## TASK DIRECTIONS
Copy each line below in which the string "writeln" occurs.

[[ TASK INPUTS open ]]

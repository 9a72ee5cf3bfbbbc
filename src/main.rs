use clap::Parser;
use log::warn;
use snafu::ErrorCompat;

mod args;
mod board;

use crate::args::Args;

#[tokio::main]
async fn main() {
    let args = Args::parse();

    let default_level = if args.verbose { "debug" } else { "info" };
    env_logger::Builder::from_env(env_logger::Env::default().default_filter_or(default_level))
        .init();

    if let Err(e) = board::run_board(args).await {
        warn!("Error occured {:?}", e);
        eprintln!("An error occured {}", e);
        if let Some(bt) = ErrorCompat::backtrace(&e) {
            eprintln!("trace: {}", bt);
        }
        std::process::exit(1);
    }
}
mod attendance;
mod db;
mod enrollment;
mod ipc;
mod model;

use log::{error, info, warn};
use std::io::{self, BufRead, Write};
use std::path::PathBuf;

const LOG_ENV: &str = "CAMPUSD_LOG";
const WORKSPACE_ENV: &str = "CAMPUSD_WORKSPACE";

fn main() {
    // stdout carries the IPC stream, so logs go to stderr.
    env_logger::Builder::from_env(env_logger::Env::new().filter_or(LOG_ENV, "info"))
        .target(env_logger::Target::Stderr)
        .init();

    let mut state = ipc::AppState::default();

    if let Some(path) = std::env::var_os(WORKSPACE_ENV).filter(|v| !v.is_empty()) {
        let path = PathBuf::from(path);
        if let Err(e) = ipc::select_workspace(&mut state, &path) {
            error!("failed to open {} {}: {e:#}", WORKSPACE_ENV, path.display());
        }
    }
    info!("campusd {} ready", env!("CARGO_PKG_VERSION"));

    let stdin = io::stdin();
    let mut stdout = io::stdout();

    for line in stdin.lock().lines() {
        let line = match line {
            Ok(v) => v,
            Err(e) => {
                warn!("stdin closed: {e}");
                break;
            }
        };
        if line.trim().is_empty() {
            continue;
        }

        let req: ipc::Request = match serde_json::from_str(&line) {
            Ok(v) => v,
            Err(e) => {
                // Can't reply without id.
                warn!("bad request line: {e}");
                let resp = serde_json::json!({
                    "ok": false,
                    "error": { "code": "bad_json", "message": e.to_string() }
                });
                let _ = writeln!(stdout, "{}", resp);
                let _ = stdout.flush();
                continue;
            }
        };

        let resp = ipc::handle_request(&mut state, req);
        let _ = writeln!(
            stdout,
            "{}",
            serde_json::to_string(&resp).unwrap_or_else(|_| "{\"ok\":false}".to_string())
        );
        let _ = stdout.flush();
    }
    info!("campusd shutting down");
}
#[derive(Debug, Clone, Serialize)]
#[serde(rename_all = "camelCase")]
pub struct SubjectChange {
    pub subject: Subject,
    pub membership: MembershipPlan,
}

fn exists(conn: &Connection, sql: &str, id: &str) -> Result<bool, CoreError> {
    Ok(conn
        .query_row(sql, [id], |r| r.get::<_, i64>(0))
        .optional()?
        .is_some())
}

pub fn class_exists(conn: &Connection, class_id: &str) -> Result<bool, CoreError> {
    exists(conn, "SELECT 1 FROM classes WHERE id = ?", class_id)
}

pub fn faculty_exists(conn: &Connection, faculty_id: &str) -> Result<bool, CoreError> {
    exists(conn, "SELECT 1 FROM faculty WHERE id = ?", faculty_id)
}

fn load_batch_ids(conn: &Connection, subject_id: &str) -> Result<Vec<String>, CoreError> {
    let mut stmt = conn.prepare(
        "SELECT batch_id FROM subject_batches WHERE subject_id = ? ORDER BY sort_order",
    )?;
    let ids = stmt
        .query_map([subject_id], |r| r.get::<_, String>(0))?
        .collect::<Result<Vec<_>, _>>()?;
    Ok(ids)
}

pub fn load_subject(conn: &Connection, subject_id: &str) -> Result<Option<Subject>, CoreError> {
    let row = conn
        .query_row(
            "SELECT id, name, class_id, teacher_id, department, sub_type
             FROM subjects WHERE id = ?",
            [subject_id],
            |r| {
                Ok((
                    r.get::<_, String>(0)?,
                    r.get::<_, String>(1)?,
                    r.get::<_, String>(2)?,
                    r.get::<_, Option<String>>(3)?,
                    r.get::<_, String>(4)?,
                    r.get::<_, String>(5)?,
                ))
            },
        )
        .optional()?;
    let Some((id, name, class_id, teacher_id, department, sub_type)) = row else {
        return Ok(None);
    };
    let sub_type = Subtype::parse(&sub_type).ok_or_else(|| {
        CoreError::new("db_corrupt", format!("subject {} has unknown subType", id))
            .with_details(json!({ "subType": sub_type }))
    })?;
    let batch_ids = load_batch_ids(conn, &id)?;
    Ok(Some(Subject {
        id,
        name,
        class_id,
        teacher_id,
        department,
        sub_type,
        batch_ids,
    }))
}

pub fn list_subjects(conn: &Connection) -> Result<Vec<Subject>, CoreError> {
    let mut stmt = conn.prepare("SELECT id FROM subjects ORDER BY name, id")?;
    let ids = stmt
        .query_map([], |r| r.get::<_, String>(0))?
        .collect::<Result<Vec<_>, _>>()?;
    let mut out = Vec::with_capacity(ids.len());
    for id in ids {
        if let Some(s) = load_subject(conn, &id)? {
            out.push(s);
        }
    }
    Ok(out)
}

fn class_students(conn: &Connection, class_id: &str) -> Result<BTreeSet<String>, CoreError> {
    let mut stmt = conn.prepare("SELECT id FROM students WHERE class_id = ?")?;
    let ids = stmt
        .query_map([class_id], |r| r.get::<_, String>(0))?
        .collect::<Result<BTreeSet<_>, _>>()?;
    Ok(ids)
}

/// Union of the listed batches' students. Batches outside the class contribute nothing.
fn batch_students(
    conn: &Connection,
    class_id: &str,
    batch_ids: &[String],
) -> Result<BTreeSet<String>, CoreError> {
    let mut stmt = conn.prepare(
        "SELECT bs.student_id
         FROM batch_students bs
         JOIN batches b ON b.id = bs.batch_id
         WHERE b.class_id = ? AND b.id = ?",
    )?;
    let mut out = BTreeSet::new();
    for batch_id in batch_ids {
        let ids = stmt
            .query_map((class_id, batch_id), |r| r.get::<_, String>(0))?
            .collect::<Result<Vec<_>, _>>()?;
        out.extend(ids);
    }
    Ok(out)
}
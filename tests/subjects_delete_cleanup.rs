use serde_json::json;
use std::io::{BufRead, BufReader, Write};
use std::path::PathBuf;
use std::process::{Child, ChildStdin, ChildStdout, Command, Stdio};
use std::time::{SystemTime, UNIX_EPOCH};

fn temp_dir(prefix: &str) -> PathBuf {
    let p = std::env::temp_dir().join(format!(
        "{}-{}",
        prefix,
        SystemTime::now()
            .duration_since(UNIX_EPOCH)
            .expect("clock")
            .as_nanos()
    ));
    std::fs::create_dir_all(&p).expect("create temp dir");
    p
}

fn spawn_sidecar() -> (Child, ChildStdin, BufReader<ChildStdout>) {
    let exe = env!("CARGO_BIN_EXE_campusd");
    let mut child = Command::new(exe)
        .env_remove("CAMPUSD_WORKSPACE")
        .stdin(Stdio::piped())
        .stdout(Stdio::piped())
        .stderr(Stdio::null())
        .spawn()
        .expect("spawn campusd");
    let stdin = child.stdin.take().expect("child stdin");
    let stdout = child.stdout.take().expect("child stdout");
    (child, stdin, BufReader::new(stdout))
}

fn request(
    stdin: &mut ChildStdin,
    reader: &mut BufReader<ChildStdout>,
    id: &str,
    method: &str,
    params: serde_json::Value,
) -> serde_json::Value {
    let payload = json!({
        "id": id,
        "method": method,
        "params": params,
    });
    writeln!(stdin, "{}", payload).expect("write request");
    stdin.flush().expect("flush request");

    let mut line = String::new();
    reader.read_line(&mut line).expect("read response line");
    let value: serde_json::Value = serde_json::from_str(line.trim()).expect("parse response json");
    assert_eq!(value.get("id").and_then(|v| v.as_str()), Some(id));
    value
}

fn request_ok(
    stdin: &mut ChildStdin,
    reader: &mut BufReader<ChildStdout>,
    id: &str,
    method: &str,
    params: serde_json::Value,
) -> serde_json::Value {
    let value = request(stdin, reader, id, method, params);
    assert_eq!(
        value.get("ok").and_then(|v| v.as_bool()),
        Some(true),
        "{} failed: {}",
        method,
        value
    );
    value.get("result").cloned().unwrap_or(json!({}))
}

fn error_code(value: &serde_json::Value) -> &str {
    value
        .get("error")
        .and_then(|e| e.get("code"))
        .and_then(|v| v.as_str())
        .unwrap_or("")
}

struct Sidecar {
    child: Child,
    stdin: ChildStdin,
    reader: BufReader<ChildStdout>,
    workspace: PathBuf,
    seq: u64,
}

impl Sidecar {
    fn start(prefix: &str) -> Self {
        let workspace = temp_dir(prefix);
        let (child, stdin, reader) = spawn_sidecar();
        let mut s = Sidecar {
            child,
            stdin,
            reader,
            workspace,
            seq: 0,
        };
        let path = s.workspace.to_string_lossy().to_string();
        s.ok("workspace.select", json!({ "path": path }));
        s
    }

    fn next_id(&mut self) -> String {
        self.seq += 1;
        self.seq.to_string()
    }

    fn call(&mut self, method: &str, params: serde_json::Value) -> serde_json::Value {
        let id = self.next_id();
        request(&mut self.stdin, &mut self.reader, &id, method, params)
    }

    fn ok(&mut self, method: &str, params: serde_json::Value) -> serde_json::Value {
        let id = self.next_id();
        request_ok(&mut self.stdin, &mut self.reader, &id, method, params)
    }

    fn student_subjects(&mut self, student_id: &str) -> Vec<String> {
        let student = self.ok("students.get", json!({ "studentId": student_id }));
        serde_json::from_value(student["subjects"].clone()).expect("subjects array")
    }

    fn finish(mut self) {
        drop(self.stdin);
        let _ = self.child.wait();
        let _ = std::fs::remove_dir_all(&self.workspace);
    }
}

fn seed(s: &mut Sidecar) {
    s.ok("classes.create", json!({ "id": "c1", "name": "SE-A" }));
    for (id, roll, name) in [("st-a", "01", "Asha"), ("st-b", "02", "Bilal")] {
        s.ok(
            "students.create",
            json!({ "id": id, "classId": "c1", "rollNumber": roll, "name": name }),
        );
    }
    s.ok(
        "batches.create",
        json!({ "id": "b1", "classId": "c1", "name": "B1", "studentIds": ["st-a"] }),
    );
    s.ok("faculty.create", json!({ "id": "f1", "name": "Dr Rao" }));
    s.ok(
        "subjects.create",
        json!({
            "id": "s1",
            "name": "Mathematics",
            "classId": "c1",
            "teacherId": "f1",
            "subType": "theory"
        }),
    );
    s.ok(
        "subjects.create",
        json!({
            "id": "p1",
            "name": "Physics Lab",
            "classId": "c1",
            "teacherId": "f1",
            "subType": "practical",
            "batchIds": ["b1"]
        }),
    );
}

#[test]
fn delete_leaves_no_dangling_subject_ids() {
    let mut s = Sidecar::start("campus-subject-delete");
    seed(&mut s);
    assert_eq!(
        s.student_subjects("st-a"),
        vec!["p1".to_string(), "s1".to_string()]
    );

    let deleted = s.ok("subjects.delete", json!({ "subjectId": "s1" }));
    assert_eq!(deleted["membership"]["studentsRemove"], json!(["st-a", "st-b"]));
    assert_eq!(deleted["membership"]["classRemove"], "c1");
    assert_eq!(deleted["membership"]["facultyRemove"], "f1");
    s.ok("subjects.delete", json!({ "_id": "p1" }));

    assert!(s.student_subjects("st-a").is_empty());
    assert!(s.student_subjects("st-b").is_empty());
    let class = s.ok("classes.get", json!({ "classId": "c1" }));
    assert_eq!(class["subjects"], json!([]));
    let faculty = s.ok("faculty.get", json!({ "facultyId": "f1" }));
    assert_eq!(faculty["subjects"], json!([]));
    let listed = s.ok("subjects.list", json!({}));
    assert_eq!(listed["subjects"], json!([]));

    s.finish();
}

#[test]
fn deleting_a_missing_subject_is_not_found() {
    let mut s = Sidecar::start("campus-subject-delete-missing");
    seed(&mut s);

    s.ok("subjects.delete", json!({ "subjectId": "s1" }));
    let again = s.call("subjects.delete", json!({ "subjectId": "s1" }));
    assert_eq!(error_code(&again), "not_found");
    let never = s.call("subjects.delete", json!({ "subjectId": "nope" }));
    assert_eq!(error_code(&never), "not_found");
    let no_id = s.call("subjects.delete", json!({}));
    assert_eq!(error_code(&no_id), "bad_params");

    // The surviving subject is untouched.
    assert_eq!(s.student_subjects("st-a"), vec!["p1".to_string()]);

    s.finish();
}

#[test]
fn attendance_history_outlives_its_subject() {
    let mut s = Sidecar::start("campus-subject-delete-history");
    seed(&mut s);

    s.ok(
        "attendance.record",
        json!({
            "date": "2024-02-01",
            "subjectId": "s1",
            "sessions": ["L1"],
            "records": [{ "studentId": "st-a", "status": "present" }]
        }),
    );
    s.ok("subjects.delete", json!({ "subjectId": "s1" }));

    let listed = s.ok("attendance.list", json!({ "subjectId": "s1" }));
    assert_eq!(listed["attendances"].as_array().map(|a| a.len()), Some(1));

    // New sessions need a live subject.
    let late = s.call(
        "attendance.record",
        json!({
            "date": "2024-02-02",
            "subjectId": "s1",
            "sessions": ["L1"],
            "records": []
        }),
    );
    assert_eq!(error_code(&late), "not_found");

    s.finish();
}

#[test]
fn faculty_delete_releases_taught_subjects() {
    let mut s = Sidecar::start("campus-faculty-delete");
    seed(&mut s);

    let removed = s.ok("faculty.delete", json!({ "facultyId": "f1" }));
    assert_eq!(removed["subjectsReleased"], 2);

    let subject = s.ok("subjects.get", json!({ "subjectId": "s1" }));
    assert!(subject["subject"]["teacherId"].is_null());
    assert_eq!(subject["teachers"], json!([]));
    // Students keep the subject.
    assert_eq!(
        s.student_subjects("st-b"),
        vec!["s1".to_string()]
    );
    let gone = s.call("faculty.get", json!({ "facultyId": "f1" }));
    assert_eq!(error_code(&gone), "not_found");

    s.finish();
}

#[test]
fn class_delete_waits_for_its_subjects() {
    let mut s = Sidecar::start("campus-class-delete");
    seed(&mut s);

    let blocked = s.call("classes.delete", json!({ "classId": "c1" }));
    assert_eq!(error_code(&blocked), "conflict");

    s.ok("subjects.delete", json!({ "subjectId": "s1" }));
    s.ok("subjects.delete", json!({ "subjectId": "p1" }));
    s.ok("classes.delete", json!({ "classId": "c1" }));

    let student = s.call("students.get", json!({ "studentId": "st-a" }));
    assert_eq!(error_code(&student), "not_found");
    let listed = s.ok("classes.list", json!({}));
    assert_eq!(listed["classes"], json!([]));

    s.finish();
}
use crate::attendance::{self, parse_records, parse_sessions, required_date};
use crate::ipc::error::{core_err, ok, respond};
use crate::ipc::helpers::{db_conn, optional_str};
use crate::ipc::types::{AppState, Request};
use crate::model::CoreError;
use rusqlite::Connection;
use serde_json::json;

fn subject_param(req: &Request) -> Result<String, CoreError> {
    optional_str(req, "subjectId")
        .or_else(|| optional_str(req, "subject"))
        .ok_or_else(|| CoreError::bad_params("missing subjectId"))
}

fn session_id_param(req: &Request) -> Result<String, CoreError> {
    optional_str(req, "id")
        .or_else(|| optional_str(req, "_id"))
        .ok_or_else(|| CoreError::bad_params("missing id"))
}

fn optional_date(req: &Request, key: &str) -> Result<Option<chrono::NaiveDate>, CoreError> {
    match optional_str(req, key) {
        Some(raw) => attendance::parse_date(&raw).map(Some),
        None => Ok(None),
    }
}

fn ensure_subject(conn: &Connection, subject_id: &str) -> Result<(), CoreError> {
    if attendance::subject_exists(conn, subject_id)? {
        Ok(())
    } else {
        Err(CoreError::not_found("subject not found")
            .with_details(json!({ "subjectId": subject_id })))
    }
}

fn handle_attendance_record(state: &mut AppState, req: &Request) -> serde_json::Value {
    let conn = match db_conn(state, req) {
        Ok(c) => c,
        Err(resp) => return resp,
    };
    let parsed = (|| -> Result<_, CoreError> {
        let date = required_date(&req.params, "date")?;
        let subject_id = subject_param(req)?;
        let records = parse_records(req.params.get("records"))?;
        let sessions = parse_sessions(req.params.get("sessions"))?;
        ensure_subject(conn, &subject_id)?;
        Ok((date, subject_id, records, sessions))
    })();
    let (date, subject_id, records, sessions) = match parsed {
        Ok(v) => v,
        Err(e) => return core_err(&req.id, e),
    };

    let outcome = attendance::record_sessions(conn, date, &subject_id, &sessions, &records);
    let mut result = serde_json::Map::new();
    result.insert("saved".into(), json!(outcome.saved.len()));
    result.insert("attendances".into(), json!(outcome.saved));
    if !outcome.failures.is_empty() {
        result.insert("rejected".into(), json!(outcome.failures.len()));
        result.insert("errors".into(), json!(outcome.failures));
    }
    ok(&req.id, serde_json::Value::Object(result))
}

fn handle_attendance_update(state: &mut AppState, req: &Request) -> serde_json::Value {
    let conn = match db_conn(state, req) {
        Ok(c) => c,
        Err(resp) => return resp,
    };
    let res = (|| -> Result<_, CoreError> {
        let session_id = session_id_param(req)?;
        let date = required_date(&req.params, "date")?;
        let subject_id = subject_param(req)?;
        let records = parse_records(req.params.get("records"))?;
        ensure_subject(conn, &subject_id)?;
        attendance::update_session(conn, &session_id, date, &subject_id, &records)
    })();
    respond(&req.id, res)
}

fn handle_attendance_delete(state: &mut AppState, req: &Request) -> serde_json::Value {
    let conn = match db_conn(state, req) {
        Ok(c) => c,
        Err(resp) => return resp,
    };
    let res = session_id_param(req)
        .and_then(|id| attendance::delete_session(conn, &id))
        .map(|deleted| json!({ "ok": true, "attendance": deleted }));
    respond(&req.id, res)
}

fn handle_attendance_list(state: &mut AppState, req: &Request) -> serde_json::Value {
    let conn = match db_conn(state, req) {
        Ok(c) => c,
        Err(resp) => return resp,
    };
    let res = (|| -> Result<_, CoreError> {
        let subject_id = subject_param(req)?;
        let start = optional_date(req, "startDate")?;
        let end = optional_date(req, "endDate")?;
        let sessions = attendance::list_sessions(conn, &subject_id, start, end)?;
        Ok(json!({ "attendances": sessions }))
    })();
    respond(&req.id, res)
}

fn handle_attendance_report(state: &mut AppState, req: &Request) -> serde_json::Value {
    let conn = match db_conn(state, req) {
        Ok(c) => c,
        Err(resp) => return resp,
    };
    let res = (|| -> Result<_, CoreError> {
        let subject_id = subject_param(req)?;
        let start = required_date(&req.params, "startDate")?;
        let end = required_date(&req.params, "endDate")?;
        attendance::aggregate(conn, &subject_id, start, end)
    })();
    respond(&req.id, res)
}

pub fn try_handle(state: &mut AppState, req: &Request) -> Option<serde_json::Value> {
    match req.method.as_str() {
        "attendance.record" => Some(handle_attendance_record(state, req)),
        "attendance.update" => Some(handle_attendance_update(state, req)),
        "attendance.delete" => Some(handle_attendance_delete(state, req)),
        "attendance.list" => Some(handle_attendance_list(state, req)),
        "attendance.report" => Some(handle_attendance_report(state, req)),
        _ => None,
    }
}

[[ TASK INPUTS closed ]]

## FINAL ANSWER
                let _ = writeln!(stdout, "{}", resp);
        let _ = writeln!(
    writeln!(stdin, "{}", payload).expect("write request");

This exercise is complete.